Apple's FY21 could be peak sales and earnings for a long time
Since 2016, Apple has introduced a lot of successful new products: the Apple Watch, AirPods, and Apple TV, to go along with many new versions of Mac, iPhone, and iPad, along with impressive growth in Services.
Yet with all of that success, Apple's Operating Income peaked in 2015 until shattering the prior peak over the last 12 months. From 2015-2020, Apple was able to grow EPS roughly 7%, with significant help from share repurchases and the TCJA corporate income tax cut. (Without this tax cut, 2020 EPS would have been ~$2.88 rather than $3.28, implying an EPS growth rate of around 4.5%.)
Ultimately, I believe Apple's recent torrid sales performance will not be repeated and should not be considered a new run rate like Wall Street analysts are modeling. I look at iPad sales as an illustration of this. For the last several years, volumes had been steady until exploding 57% last year and continuing the same strength early this year.
Did iPads suddenly become so much more popular? Or were there just a lot of parents working from home that wanted iPads for their kids? I'm going with the latter.
Conclusion - Apple is still a Sell
Wall St. analysts wasted no time increasing earnings expectations for next year based on what I believe is mostly an extrapolation of the current results.

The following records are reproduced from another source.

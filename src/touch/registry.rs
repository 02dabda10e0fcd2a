use std::collections::BTreeMap;

use super::{core::GestureRecord, types::TouchId};

/// Active touches, keyed by identifier. Iteration is in ascending identifier
/// order, which fixes "point 1" and "point 2" of a dual touch.
#[derive(Default)]
pub(crate) struct TouchRegistry {
    records: BTreeMap<TouchId, GestureRecord>,
}

impl TouchRegistry {
    pub(crate) fn new() -> Self {
        Self::default()
    }

    pub(crate) fn len(&self) -> usize {
        self.records.len()
    }

    pub(crate) fn is_empty(&self) -> bool {
        self.records.is_empty()
    }

    pub(crate) fn contains(&self, id: TouchId) -> bool {
        self.records.contains_key(&id)
    }

    pub(crate) fn insert(&mut self, id: TouchId, record: GestureRecord) {
        self.records.insert(id, record);
    }

    pub(crate) fn get(&self, id: TouchId) -> Option<&GestureRecord> {
        self.records.get(&id)
    }

    pub(crate) fn get_mut(&mut self, id: TouchId) -> Option<&mut GestureRecord> {
        self.records.get_mut(&id)
    }

    pub(crate) fn remove(&mut self, id: TouchId) -> Option<GestureRecord> {
        self.records.remove(&id)
    }

    pub(crate) fn ids(&self) -> impl Iterator<Item = TouchId> + '_ {
        self.records.keys().copied()
    }

    /// The two records of a dual touch, in ascending identifier order.
    pub(crate) fn pair(&self) -> Option<[(TouchId, &GestureRecord); 2]> {
        if self.records.len() != 2 {
            return None;
        }
        let mut iter = self.records.iter();
        let (first_id, first) = iter.next()?;
        let (second_id, second) = iter.next()?;
        Some([(*first_id, first), (*second_id, second)])
    }

    pub(crate) fn drain(&mut self) -> impl Iterator<Item = (TouchId, GestureRecord)> {
        std::mem::take(&mut self.records).into_iter()
    }
}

Admittedly, I'm less bullish on the 5G Supercycle than most. I believe that the innovators and early adopters will rush to upgrade, but most of the mass market will remain on the normal upgrade cadence, which continues to lengthen. I think the iPhone is a victim of its own success - that the recent iPhones are all so good, upgrading to newer phones is less compelling, and because 4G is "good enough" for most people.
Apple earned $2.97 in 2019. They've already earned $3.08 in the first two quarters of this year and current estimates are $5.16 for the full fiscal. Even with the growth in Services, I just do not see them repeating this performance next fiscal year, and expect earnings closer to the $4-4.50/share range, far short of the $5.30 that's currently expected. That would put Price/Earnings back above 30 with a negative growth rate. If this happens, shares could retest the $100 level.
Apple is still a sell here for me. It's a great company that's simply priced too richly. Valuation always matters.